# WORK REQUIRED:
Using the material that follows, output exactly the lines from the one containing "let (recorded_success, result)" through the one containing "pub fn reset(&self)", with both ends kept.

━━ RAW DATA ━━

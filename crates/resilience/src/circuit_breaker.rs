//! Circuit breaker with a rolling outcome window and single-flight probing.
//!
//! # States
//!
//! - **Closed**: calls pass through under a bounded timeout. Completed
//!   calls are recorded into a trailing window; when the failure ratio in
//!   the window crosses the configured threshold, the breaker opens.
//! - **Open**: calls are rejected immediately, without invoking the
//!   dependency, until the cool-down elapses.
//! - **HalfOpen**: exactly one trial call probes the dependency; every
//!   other caller is rejected while the trial is in flight. Trial success
//!   closes breaker and resets the window; trial failure reopens it.
//!
//! Only transport-level outcomes (timeout, connection failure, unexpected
//! server error) count toward the failure ratio. Domain rejections are
//! successful calls that happen to carry a business failure; counting them
//! would trip the breaker under ordinary demand spikes. The wrapped error
//! type declares which is which through [`FailureClass`].

use std::collections::VecDeque;
use std::sync::atomic::{AtomicU64, Ordering};
use std::sync::{Arc, Mutex};
use std::time::{Duration, Instant};

use thiserror::Error;

/// Classifies errors for breaker-health purposes.
pub trait FailureClass {
    /// True when the error is a transport-level outcome (connection
    /// refused/reset, unexpected server error) that should count as a
    /// breaker failure. Domain rejections return false.
    fn is_transport(&self) -> bool;
}

/// Circuit breaker configuration.
#[derive(Debug, Clone)]
pub struct BreakerConfig {
    /// Number of recent call outcomes kept in the rolling window.
    pub window_size: usize,
    /// Failure ratio above which the breaker opens.
    pub failure_ratio: f64,
    /// Minimum recorded calls before the ratio is evaluated.
    pub min_calls: usize,
    /// How long the breaker stays open before allowing a trial call.
    pub cool_down: Duration,
    /// Timeout applied to every guarded call.
    pub call_timeout: Duration,
}

impl Default for BreakerConfig {
    fn default() -> Self {
        Self {
            window_size: 10,
            failure_ratio: 0.5,
            min_calls: 3,
            cool_down: Duration::from_secs(10),
            call_timeout: Duration::from_secs(3),
        }
    }
}

impl BreakerConfig {
    /// Create a new configuration builder.
    #[must_use]
    pub fn builder() -> BreakerConfigBuilder {
        BreakerConfigBuilder {
            config: Self::default(),
        }
    }
}

/// Builder for [`BreakerConfig`].
#[derive(Debug, Clone)]
pub struct BreakerConfigBuilder {
    config: BreakerConfig,
}

impl BreakerConfigBuilder {
    /// Set the rolling window size.
    #[must_use]
    pub fn window_size(mut self, size: usize) -> Self {
        self.config.window_size = size;
        self
    }

    /// Set the failure ratio that opens the breaker.
    #[must_use]
    pub fn failure_ratio(mut self, ratio: f64) -> Self {
        self.config.failure_ratio = ratio;
        self
    }

    /// Set the minimum number of recorded calls before the ratio applies.
    #[must_use]
    pub fn min_calls(mut self, min: usize) -> Self {
        self.config.min_calls = min;
        self
    }

    /// Set the open-state cool-down.
    #[must_use]
    pub fn cool_down(mut self, cool_down: Duration) -> Self {
        self.config.cool_down = cool_down;
        self
    }

    /// Set the per-call timeout.
    #[must_use]
    pub fn call_timeout(mut self, timeout: Duration) -> Self {
        self.config.call_timeout = timeout;
        self
    }

    /// Build the configuration.
    #[must_use]
    pub fn build(self) -> BreakerConfig {
        self.config
    }
}

/// Breaker phase.
#[derive(Debug, Clone, Copy, PartialEq, Eq)]
pub enum Phase {
    /// Calls pass through normally.
    Closed,
    /// Calls are rejected immediately.
    Open,
    /// A single trial call is probing the dependency.
    HalfOpen,
}

impl std::fmt::Display for Phase {
    fn fmt(&self, f: &mut std::fmt::Formatter<'_>) -> std::fmt::Result {
        match self {
            Phase::Closed => write!(f, "closed"),
            Phase::Open => write!(f, "open"),
            Phase::HalfOpen => write!(f, "half-open"),
        }
    }
}

/// Errors from guarded calls.
#[derive(Debug, Error)]
pub enum BreakerError<E> {
    /// The breaker is open; the dependency was not invoked.
    #[error("circuit breaker is open")]
    Rejected,
    /// The call exceeded the configured timeout.
    #[error("call timed out after {0:?}")]
    Timeout(Duration),
    /// The wrapped operation failed.
    #[error("{0}")]
    Inner(E),
}

#[derive(Debug)]
struct BreakerState {
    phase: Phase,
    /// Rolling record of completed calls; `true` marks success.
    window: VecDeque<bool>,
    opened_at: Option<Instant>,
    trial_in_flight: bool,
}

enum Admission {
    /// Proceed as a regular closed-phase call.
    Normal,
    /// Proceed as the single half-open trial.
    Trial,
    /// Reject without invoking the dependency.
    Rejected,
}

/// Process-wide circuit breaker shared by every orchestrator call.
///
/// Cheap to clone; clones share state.
#[derive(Clone)]
pub struct CircuitBreaker {
    config: Arc<BreakerConfig>,
    state: Arc<Mutex<BreakerState>>,
    total_calls: Arc<AtomicU64>,
    total_failures: Arc<AtomicU64>,
    total_rejections: Arc<AtomicU64>,
}

impl CircuitBreaker {
    /// Create a new breaker in the closed phase.
    #[must_use]
    pub fn new(config: BreakerConfig) -> Self {
        Self {
            config: Arc::new(config),
            state: Arc::new(Mutex::new(BreakerState {
                phase: Phase::Closed,
                window: VecDeque::new(),
                opened_at: None,
                trial_in_flight: false,
            })),
            total_calls: Arc::new(AtomicU64::new(0)),
            total_failures: Arc::new(AtomicU64::new(0)),
            total_rejections: Arc::new(AtomicU64::new(0)),
        }
    }

    /// Current phase.
    pub fn phase(&self) -> Phase {
        self.state.lock().unwrap().phase
    }

    /// Run an operation through the breaker.
    ///
    /// The operation runs under the configured timeout. A timeout or an
    /// error whose [`FailureClass::is_transport`] is true is recorded as a
    /// breaker failure; success and domain rejections are recorded as
    /// successful calls.
    ///
    /// # Errors
    ///
    /// [`BreakerError::Rejected`] when the breaker refuses the call,
    /// [`BreakerError::Timeout`] when the operation outlives the timeout,
    /// [`BreakerError::Inner`] when the operation itself fails.
    pub async fn call<F, Fut, T, E>(&self, op: F) -> Result<T, BreakerError<E>>
    where
        F: FnOnce() -> Fut,
        Fut: Future<Output = Result<T, E>>,
        E: FailureClass,
    {
        self.total_calls.fetch_add(1, Ordering::Relaxed);

        let trial = match self.try_admit() {
            Admission::Rejected => {
                self.total_rejections.fetch_add(1, Ordering::Relaxed);
                metrics::counter!("breaker_rejections_total").increment(1);
                return Err(BreakerError::Rejected);
            }
            Admission::Normal => false,
            Admission::Trial => true,
        };

        // If the call future is dropped mid-flight, the guard releases the
        // trial slot so the breaker cannot wedge in half-open.
        let mut guard = TrialGuard::new(self, trial);

        let timeout = self.config.call_timeout;
        let result = tokio::time::timeout(timeout, op()).await;
        let (recorded_success, result) = match result {
            Err(_) => {
                tracing::warn!(?timeout, "guarded call timed out");
                (false, Err(BreakerError::Timeout(timeout)))
            }
            Ok(Ok(value)) => (true, Ok(value)),
            Ok(Err(e)) => (!e.is_transport(), Err(BreakerError::Inner(e))),
        };

        if !recorded_success {
            self.total_failures.fetch_add(1, Ordering::Relaxed);
        }
        self.record_outcome(recorded_success, trial);
        guard.disarm();

        result
    }

    /// Snapshot of cumulative call counters.
    #[must_use]
    pub fn metrics(&self) -> BreakerMetrics {
        BreakerMetrics {
            total_calls: self.total_calls.load(Ordering::Relaxed),
            total_failures: self.total_failures.load(Ordering::Relaxed),
            total_rejections: self.total_rejections.load(Ordering::Relaxed),
        }
    }

    /// Force the breaker back to closed with an empty window.
    pub fn reset(&self) {
        let mut state = self.state.lock().unwrap();
        state.phase = Phase::Closed;
        state.window.clear();
        state.opened_at = None;
        state.trial_in_flight = false;
    }

    fn try_admit(&self) -> Admission {
        let mut state = self.state.lock().unwrap();
        match state.phase {
            Phase::Closed => Admission::Normal,
            Phase::Open => {
                let elapsed = state
                    .opened_at
                    .is_none_or(|at| at.elapsed() >= self.config.cool_down);
                if elapsed {
                    tracing::info!("breaker open -> half-open, admitting trial call");
                    metrics::counter!("breaker_transitions_total", "to" => "half_open")
                        .increment(1);
                    state.phase = Phase::HalfOpen;
                    state.trial_in_flight = true;
                    Admission::Trial
                } else {
                    Admission::Rejected
                }
            }
            Phase::HalfOpen => {
                if state.trial_in_flight {
                    Admission::Rejected
                } else {
                    state.trial_in_flight = true;
                    Admission::Trial
                }
            }
        }
    }

    fn record_outcome(&self, success: bool, trial: bool) {
        let mut state = self.state.lock().unwrap();

        if trial {
            state.trial_in_flight = false;
            if success {
                tracing::info!("breaker half-open -> closed, dependency recovered");
                metrics::counter!("breaker_transitions_total", "to" => "closed").increment(1);
                state.phase = Phase::Closed;
                state.window.clear();
                state.opened_at = None;
            } else {
                tracing::warn!("breaker half-open -> open, trial call failed");
                metrics::counter!("breaker_transitions_total", "to" => "open").increment(1);
                state.phase = Phase::Open;
                state.window.clear();
                state.opened_at = Some(Instant::now());
            }
            return;
        }

        // A racing trial may have moved the phase; outcomes admitted under
        // the old closed phase no longer inform it.
        if state.phase != Phase::Closed {
            return;
        }

        if state.window.len() == self.config.window_size {
            state.window.pop_front();
        }
        state.window.push_back(success);

        let failures = state.window.iter().filter(|ok| !**ok).count();
        let ratio = failures as f64 / state.window.len() as f64;
        if state.window.len() >= self.config.min_calls && ratio > self.config.failure_ratio {
            tracing::warn!(
                failures,
                window = state.window.len(),
                ratio,
                "breaker closed -> open"
            );
            metrics::counter!("breaker_transitions_total", "to" => "open").increment(1);
            state.phase = Phase::Open;
            state.opened_at = Some(Instant::now());
        }
    }

    fn abandon_trial(&self) {
        let mut state = self.state.lock().unwrap();
        if state.trial_in_flight {
            tracing::warn!("half-open trial abandoned, breaker reopening");
            state.trial_in_flight = false;
            state.phase = Phase::Open;
            state.opened_at = Some(Instant::now());
        }
    }
}

/// Cumulative breaker counters.
#[derive(Debug, Clone, Copy)]
pub struct BreakerMetrics {
    /// Calls attempted, including rejected ones.
    pub total_calls: u64,
    /// Calls recorded as breaker failures.
    pub total_failures: u64,
    /// Calls rejected without invoking the dependency.
    pub total_rejections: u64,
}

struct TrialGuard<'a> {
    breaker: &'a CircuitBreaker,
    armed: bool,
}

impl<'a> TrialGuard<'a> {
    fn new(breaker: &'a CircuitBreaker, trial: bool) -> Self {
        Self {
            breaker,
            armed: trial,
        }
    }

    fn disarm(&mut self) {
        self.armed = false;
    }
}

impl Drop for TrialGuard<'_> {
    fn drop(&mut self) {
        if self.armed {
            self.breaker.abandon_trial();
        }
    }
}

━━━

# YOUR RESPONSE:
        let (recorded_success, result) = match result {
            Err(_) => {
                tracing::warn!(?timeout, "guarded call timed out");
                (false, Err(BreakerError::Timeout(timeout)))
            }
            Ok(Ok(value)) => (true, Ok(value)),
            Ok(Err(e)) => (!e.is_transport(), Err(BreakerError::Inner(e))),
        };

        if !recorded_success {
            self.total_failures.fetch_add(1, Ordering::Relaxed);
        }
        self.record_outcome(recorded_success, trial);
        guard.disarm();

        result
    }

    /// Snapshot of cumulative call counters.
    #[must_use]
    pub fn metrics(&self) -> BreakerMetrics {
        BreakerMetrics {
            total_calls: self.total_calls.load(Ordering::Relaxed),
            total_failures: self.total_failures.load(Ordering::Relaxed),
            total_rejections: self.total_rejections.load(Ordering::Relaxed),
        }
    }

    /// Force the breaker back to closed with an empty window.
    pub fn reset(&self) {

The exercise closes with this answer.